Bryan Singer to Keep Directing Job Despite Sexual Misconduct Accusations

Bryan Singer to Keep Directing Job Despite Sexual Misconduct Accusations

The producer of the coming film “Red Sonja” said on Thursday that he was keeping the director Bryan Singer at the helm of the movie, suggesting that newly detailed allegations of sexual misconduct against Singer were “fake news.”

Singer, 53, is a prominent Hollywood director, with credits including “The Usual Suspects,” “X-Men” and “Bohemian Rhapsody.” Singer was fired from “Bohemian Rhapsody” for not showing up at work, but still received a directing credit on the movie, which is nominated for a best picture Oscar.

“The over $800 million ‘Bohemian Rhapsody’ has grossed, making it the highest grossing drama in film history, is testament to his remarkable vision and acumen,” Avi Lerner, the chairman of Millennium Films and executive producer of “Red Sonja,” said in a statement. “I know the difference between agenda driven fake news and reality, and I am very comfortable with this decision. In America people are innocent until proven guilty.”

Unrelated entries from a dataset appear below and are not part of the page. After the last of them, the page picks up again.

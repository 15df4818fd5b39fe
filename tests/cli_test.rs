// test of the command line interface
mod common;

use assert_cmd::prelude::*;
use predicates::prelude::*;
use std::process::Command;
use common::{mbr_entry,mbr_sector};

type STDRESULT = Result<(),Box<dyn std::error::Error>>;

fn write_mbr_image(dir: &std::path::Path) -> std::path::PathBuf {
    let mut img = vec![0u8;512*8];
    img[0..512].copy_from_slice(&mbr_sector(&[
        mbr_entry(0x80,0x0c,2048,131072),
        mbr_entry(0x00,0x82,133120,8192)
    ]));
    let path = dir.join("disk.img");
    std::fs::write(&path,img).expect("could not write image");
    path
}

#[test]
fn scan_lists_partitions() -> STDRESULT {
    let dir = tempfile::tempdir()?;
    let img = write_mbr_image(dir.path());
    let mut cmd = Command::cargo_bin("dfkit")?;
    cmd.arg("scan")
        .arg("-f").arg(&img)
        .assert()
        .success()
        .stdout(predicate::str::contains("MBR partition table"))
        .stdout(predicate::str::contains("first LBA 2048"))
        .stdout(predicate::str::contains("(swap)"));
    Ok(())
}

#[test]
fn scan_json_mode() -> STDRESULT {
    let dir = tempfile::tempdir()?;
    let img = write_mbr_image(dir.path());
    let mut cmd = Command::cargo_bin("dfkit")?;
    cmd.arg("scan")
        .arg("-f").arg(&img)
        .arg("--json")
        .assert()
        .success()
        .stdout(predicate::str::contains("\"scheme\": \"MBR\""))
        .stdout(predicate::str::contains("\"first_lba\": 2048"));
    Ok(())
}

#[test]
fn mount_plans() -> STDRESULT {
    let dir = tempfile::tempdir()?;
    let img = write_mbr_image(dir.path());
    let mut cmd = Command::cargo_bin("dfkit")?;
    cmd.arg("mount")
        .arg("-f").arg(&img)
        .assert()
        .success()
        .stdout(predicate::str::contains("loop,ro,noatime,offset=1048576,sizelimit=67108864"))
        .stdout(predicate::str::contains("/media/part1"));
    Ok(())
}

#[test]
fn timeline_from_mft_stream() -> STDRESULT {
    let dir = tempfile::tempdir()?;
    let mft_path = dir.path().join("mft.bin");
    let rec = common::mft_record(8,0x01,&[
        common::resident_attr(0x10,"",&common::standard_info_payload(0,0,0,0,0x20),0),
        common::resident_attr(0x30,"",&common::filename_payload("evidence.txt",5,false,321,1024),1)
    ]);
    std::fs::write(&mft_path,rec)?;
    let mut cmd = Command::cargo_bin("dfkit")?;
    cmd.arg("timeline")
        .arg("-m").arg(&mft_path)
        .assert()
        .success()
        .stdout(predicate::str::contains("Source;AccessDate;AccessTime"))
        .stdout(predicate::str::contains("\"evidence.txt\""))
        .stdout(predicate::str::contains("1970-01-01"));
    Ok(())
}

#[test]
fn missing_image_fails() -> STDRESULT {
    let mut cmd = Command::cargo_bin("dfkit")?;
    cmd.arg("scan")
        .arg("-f").arg("no-such-image.img")
        .assert()
        .failure();
    Ok(())
}

#[test]
fn chunk_pipes_raw_bytes() -> STDRESULT {
    let dir = tempfile::tempdir()?;
    let img = write_mbr_image(dir.path());
    let mut cmd = Command::cargo_bin("dfkit")?;
    let output = cmd.arg("chunk")
        .arg("-f").arg(&img)
        .arg("-o").arg("0")
        .arg("-n").arg("1")
        .output()?;
    assert!(output.status.success());
    // piped output is the raw sector, signature included
    assert_eq!(output.stdout.len(),512);
    assert_eq!(&output.stdout[510..512],&[0x55,0xaa]);
    Ok(())
}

The pointed statement came one day after The Atlantic published an investigation into Singer, documenting years of allegations that included molesting a 13-year-old boy on the set of the movie “Apt Pupil” and having sex with underage boys.

Singer denied those allegations in a statement on Wednesday.

“It’s sad that The Atlantic would stoop to this low standard of journalistic integrity,” Singer said. “And it is no surprise that, with ‘Bohemian Rhapsody’ being an award-winning hit, this homophobic smear piece has been conveniently timed to take advantage of its success.”

“Red Sonja” is based on a female comic book heroine who is a survivor of rape. And while the film’s producer is sticking with Singer, others have condemned him. GLAAD, the gay-rights advocacy group, removed “Bohemian Rhapsody” as a candidate for its Media Awards on Thursday, saying that the allegations highlighted in The Atlantic “cannot be ignored or even tacitly rewarded.”

“‘Bohemian Rhapsody’ brought the story of LGBTQ icon Freddy Mercury to audiences around the world, many of whom never saw an out and proud lead character in a film or saw the impact of H.I.V. and AIDS in fair and accurate ways,” GLAAD said in a statement. “ We believe, however, that we must send a clear and unequivocal message to LGBTQ youth and all survivors of sexual assault that GLAAD and our community will stand with survivors and will not be silent when it comes to protecting them from those who would do them harm.”

GLAAD also said that Singer’s denial “wrongfully used ‘homophobia’ to deflect from sexual assault allegations and GLAAD urges the media and the industry at large to not gloss over the fact that survivors of sexual assault should be put first.”

And in a statement released around the same time as Lerner’s remarks, the anti-sexual-harassment group Time’s Up called the allegations against Singer “horrifying.”